*** Input ***

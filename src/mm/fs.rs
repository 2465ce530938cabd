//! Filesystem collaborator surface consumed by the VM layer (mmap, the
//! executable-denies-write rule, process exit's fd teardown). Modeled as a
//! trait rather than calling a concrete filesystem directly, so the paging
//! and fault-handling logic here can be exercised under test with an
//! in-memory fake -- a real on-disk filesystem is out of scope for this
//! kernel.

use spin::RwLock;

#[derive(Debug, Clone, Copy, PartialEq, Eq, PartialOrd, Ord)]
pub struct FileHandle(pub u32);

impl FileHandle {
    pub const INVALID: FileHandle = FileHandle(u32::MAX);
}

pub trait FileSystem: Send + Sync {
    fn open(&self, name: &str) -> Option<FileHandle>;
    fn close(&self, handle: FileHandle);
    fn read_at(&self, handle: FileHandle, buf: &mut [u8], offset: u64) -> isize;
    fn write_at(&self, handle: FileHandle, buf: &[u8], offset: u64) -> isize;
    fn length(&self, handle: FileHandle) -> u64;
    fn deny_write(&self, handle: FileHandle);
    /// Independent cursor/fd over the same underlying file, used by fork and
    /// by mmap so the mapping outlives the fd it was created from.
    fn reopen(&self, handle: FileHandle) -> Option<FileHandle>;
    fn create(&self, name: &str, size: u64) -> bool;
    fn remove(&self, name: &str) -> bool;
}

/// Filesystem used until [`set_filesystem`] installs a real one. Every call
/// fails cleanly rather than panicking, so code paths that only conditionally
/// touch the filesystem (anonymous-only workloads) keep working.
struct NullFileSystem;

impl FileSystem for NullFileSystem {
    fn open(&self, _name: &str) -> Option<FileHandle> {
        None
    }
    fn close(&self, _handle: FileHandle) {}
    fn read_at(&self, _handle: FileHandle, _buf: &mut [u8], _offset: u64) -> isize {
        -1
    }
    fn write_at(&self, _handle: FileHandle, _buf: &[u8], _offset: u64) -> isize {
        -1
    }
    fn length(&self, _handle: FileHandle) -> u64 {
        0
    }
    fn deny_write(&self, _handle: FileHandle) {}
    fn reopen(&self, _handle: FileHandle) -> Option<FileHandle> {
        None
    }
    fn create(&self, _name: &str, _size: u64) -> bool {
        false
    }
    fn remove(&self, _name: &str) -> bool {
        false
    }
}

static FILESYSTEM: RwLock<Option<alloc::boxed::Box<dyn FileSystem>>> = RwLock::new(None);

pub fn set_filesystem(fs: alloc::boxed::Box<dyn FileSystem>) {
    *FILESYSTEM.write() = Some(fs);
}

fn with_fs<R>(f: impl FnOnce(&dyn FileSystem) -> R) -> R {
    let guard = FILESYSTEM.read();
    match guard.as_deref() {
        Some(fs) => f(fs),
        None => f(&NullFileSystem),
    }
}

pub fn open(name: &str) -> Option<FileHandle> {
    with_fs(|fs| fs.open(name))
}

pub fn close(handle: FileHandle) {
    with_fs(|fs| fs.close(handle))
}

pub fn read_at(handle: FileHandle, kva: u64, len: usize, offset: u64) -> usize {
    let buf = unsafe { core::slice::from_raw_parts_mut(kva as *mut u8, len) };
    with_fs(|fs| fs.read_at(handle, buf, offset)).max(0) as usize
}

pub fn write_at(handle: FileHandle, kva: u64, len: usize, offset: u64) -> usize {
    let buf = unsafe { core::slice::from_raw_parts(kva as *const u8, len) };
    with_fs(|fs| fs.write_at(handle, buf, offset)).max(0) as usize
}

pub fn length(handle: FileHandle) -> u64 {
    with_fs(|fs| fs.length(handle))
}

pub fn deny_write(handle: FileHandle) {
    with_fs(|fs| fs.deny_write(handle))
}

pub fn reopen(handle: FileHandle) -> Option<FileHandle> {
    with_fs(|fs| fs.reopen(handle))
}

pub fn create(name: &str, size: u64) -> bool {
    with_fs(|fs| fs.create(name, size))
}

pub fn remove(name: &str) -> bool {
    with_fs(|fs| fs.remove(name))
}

*** End of Input ***
*** Input ***

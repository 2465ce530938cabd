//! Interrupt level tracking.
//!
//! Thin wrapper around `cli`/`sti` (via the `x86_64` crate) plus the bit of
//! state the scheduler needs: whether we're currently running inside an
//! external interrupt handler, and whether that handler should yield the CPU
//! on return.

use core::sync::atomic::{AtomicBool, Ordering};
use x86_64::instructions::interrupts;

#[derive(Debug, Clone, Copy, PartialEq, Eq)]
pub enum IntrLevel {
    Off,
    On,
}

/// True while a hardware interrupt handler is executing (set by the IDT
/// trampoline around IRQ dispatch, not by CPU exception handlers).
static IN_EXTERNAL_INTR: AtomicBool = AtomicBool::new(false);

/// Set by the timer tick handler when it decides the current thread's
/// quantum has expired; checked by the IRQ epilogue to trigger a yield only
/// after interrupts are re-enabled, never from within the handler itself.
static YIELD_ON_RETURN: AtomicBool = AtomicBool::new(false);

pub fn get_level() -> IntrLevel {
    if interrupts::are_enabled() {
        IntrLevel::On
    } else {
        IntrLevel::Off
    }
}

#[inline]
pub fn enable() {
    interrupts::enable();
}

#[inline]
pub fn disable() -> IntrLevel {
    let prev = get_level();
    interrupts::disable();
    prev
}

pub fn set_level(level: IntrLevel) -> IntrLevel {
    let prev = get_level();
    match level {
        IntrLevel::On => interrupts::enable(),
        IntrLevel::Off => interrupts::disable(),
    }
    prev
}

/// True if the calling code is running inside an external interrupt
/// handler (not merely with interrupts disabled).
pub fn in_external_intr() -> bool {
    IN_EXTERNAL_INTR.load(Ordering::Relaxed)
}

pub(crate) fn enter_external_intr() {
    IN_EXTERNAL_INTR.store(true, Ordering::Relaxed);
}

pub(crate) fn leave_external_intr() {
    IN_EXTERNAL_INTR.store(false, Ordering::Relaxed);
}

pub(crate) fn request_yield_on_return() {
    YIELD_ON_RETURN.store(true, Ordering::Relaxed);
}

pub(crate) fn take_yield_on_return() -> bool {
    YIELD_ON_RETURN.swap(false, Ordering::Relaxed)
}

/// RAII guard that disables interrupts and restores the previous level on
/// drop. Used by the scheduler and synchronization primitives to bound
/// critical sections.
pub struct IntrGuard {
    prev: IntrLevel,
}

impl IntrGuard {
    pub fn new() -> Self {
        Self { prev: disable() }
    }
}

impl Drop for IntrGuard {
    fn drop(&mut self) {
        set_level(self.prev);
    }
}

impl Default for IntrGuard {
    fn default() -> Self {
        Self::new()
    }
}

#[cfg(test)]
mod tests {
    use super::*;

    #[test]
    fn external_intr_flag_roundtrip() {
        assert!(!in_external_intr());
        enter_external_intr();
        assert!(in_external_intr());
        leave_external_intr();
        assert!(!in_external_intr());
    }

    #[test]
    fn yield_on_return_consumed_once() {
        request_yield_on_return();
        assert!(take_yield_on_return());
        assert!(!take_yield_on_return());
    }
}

*** End of Input ***
*** Input ***

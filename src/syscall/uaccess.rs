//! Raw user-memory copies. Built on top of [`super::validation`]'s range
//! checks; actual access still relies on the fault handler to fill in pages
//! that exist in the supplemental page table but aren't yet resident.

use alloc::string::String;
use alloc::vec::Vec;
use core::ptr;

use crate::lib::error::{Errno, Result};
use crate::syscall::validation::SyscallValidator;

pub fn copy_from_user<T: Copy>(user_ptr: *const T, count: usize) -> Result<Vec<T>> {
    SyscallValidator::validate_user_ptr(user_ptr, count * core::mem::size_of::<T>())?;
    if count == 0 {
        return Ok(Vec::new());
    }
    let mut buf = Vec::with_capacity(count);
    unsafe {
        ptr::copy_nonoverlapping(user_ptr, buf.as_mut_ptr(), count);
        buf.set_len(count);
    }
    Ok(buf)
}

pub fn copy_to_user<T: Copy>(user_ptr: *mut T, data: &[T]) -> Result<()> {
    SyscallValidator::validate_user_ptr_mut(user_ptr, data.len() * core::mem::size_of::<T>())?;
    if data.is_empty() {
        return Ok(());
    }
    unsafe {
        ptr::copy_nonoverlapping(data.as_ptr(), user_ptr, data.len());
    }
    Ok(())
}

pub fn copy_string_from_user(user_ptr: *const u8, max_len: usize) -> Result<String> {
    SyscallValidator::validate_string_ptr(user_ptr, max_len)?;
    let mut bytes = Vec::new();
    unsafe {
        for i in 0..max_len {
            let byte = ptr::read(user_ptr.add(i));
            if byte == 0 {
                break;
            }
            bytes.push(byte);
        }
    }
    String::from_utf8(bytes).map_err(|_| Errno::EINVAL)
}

*** End of Input ***

■ Work to be completed ■
Retype exactly the lines above, from the one with "fn deny_write(&self, _handle: FileHandle)" through the one with "static FILESYSTEM: RwLock<Option<alloc::boxed::Box<dyn", inclusive.

■ Reply to the exercise ■
    fn deny_write(&self, _handle: FileHandle) {}
    fn reopen(&self, _handle: FileHandle) -> Option<FileHandle> {
        None
    }
    fn create(&self, _name: &str, _size: u64) -> bool {
        false
    }
    fn remove(&self, _name: &str) -> bool {
        false
    }
}

static FILESYSTEM: RwLock<Option<alloc::boxed::Box<dyn FileSystem>>> = RwLock::new(None);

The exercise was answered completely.